KERS captures and stores energy that is otherwise lost during vehicle deceleration events. When the vehicle slows down, kinetic energy is recovered and stored by accelerating a flywheel. By gathering speed, energy is released from the flywheel back into the driveline.
Torotrak has bought Flybrid Automotive in January this year and added Flybrid’s flywheel system to its portfolio.
“We believe this is going to be the most cost-effective bus hybrid technology on the market, because the financial savings pay for the technology roughly in the first third of a bus’s operating life, the system is commercially highly attractive to fleets,” said Jeremy Deering, Torotrak’s chief executive.

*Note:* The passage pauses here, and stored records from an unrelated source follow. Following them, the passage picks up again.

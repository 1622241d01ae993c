//! Project command implementation.

use crate::cli::{ProjectAction, ProjectArgs};
use crate::context::Context;
use crate::error::{CliError, Result};
use crate::output::Formatter;
use gym_domain::traits::LearningStore;
use gym_domain::Project;
use std::io::{self, Write};
use tracing::warn;

/// Execute a project command.
pub fn execute_project(args: ProjectArgs, ctx: &Context, formatter: &Formatter) -> Result<()> {
    match args.action {
        ProjectAction::Create {
            title,
            performance,
            difficulty,
            interest,
            motivations,
        } => {
            let mut project = Project::new(title);
            project.overall_performance = performance;
            project.difficulty = difficulty;
            project.interest = interest;
            project.motivations = motivations;

            let id = ctx.store()?.create_project(project)?;
            println!("{}", formatter.created("Project", &id));
        }
        ProjectAction::List => {
            let projects = ctx.store()?.list_projects()?;
            println!("{}", formatter.format_projects(&projects)?);
        }
        ProjectAction::Show { id } => {
            let store = ctx.store()?;
            let project = store
                .get_project(&id)?
                .ok_or_else(|| CliError::not_found("Project", &id))?;
            let milestones = store.list_milestones(&id)?;
            println!("{}", formatter.format_project(&project, &milestones)?);
        }
        ProjectAction::Delete { id, yes } => {
            let project = ctx
                .store()?
                .get_project(&id)?
                .ok_or_else(|| CliError::not_found("Project", &id))?;

            if !yes && !confirm(&format!(
                "Delete project '{}' with all its sessions, documents and questions?",
                project.title
            ))? {
                println!("{}", formatter.info("Operation cancelled"));
                return Ok(());
            }

            delete_project(ctx, &id)?;
            println!("{}", formatter.success(&format!("Deleted project {}", id)));
        }
    }
    Ok(())
}

/// Delete a project's records, then its stored files
pub fn delete_project(ctx: &Context, id: &str) -> Result<()> {
    let documents = {
        let mut store = ctx.store()?;
        let documents = store.list_documents(id)?;
        store.delete_project(id)?;
        documents
    };

    for document in documents {
        if let Err(e) = ctx.files().remove(&document.file_path) {
            warn!("Could not remove {}: {}", document.file_path, e);
        }
    }
    Ok(())
}

/// Ask a yes/no question on stdin.
pub(crate) fn confirm(question: &str) -> Result<bool> {
    print!("{} [y/N] ", question);
    io::stdout().flush()?;

    let mut response = String::new();
    io::stdin().read_line(&mut response)?;
    Ok(response.trim().eq_ignore_ascii_case("y"))
}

Torotrak is to progress to public service trials, with the technology set to enter service with UK bus operator Arriva. The system will be integrated on Arriva buses this autumn. According to Torotrak, the flywheel bus will be the first fully mechanical hybrid bus to travel on a public service route in the UK.
As part of the project with Wrightbus, Torotrak has also developed a route simulation tool that enables operators to calculate the potential savings on various routes using the Flybrid system.
Wrightbus exhibited the first prototype bus fitted with the Flybrid flywheel technology at the Cenex Low Carbon Vehicle exhibition.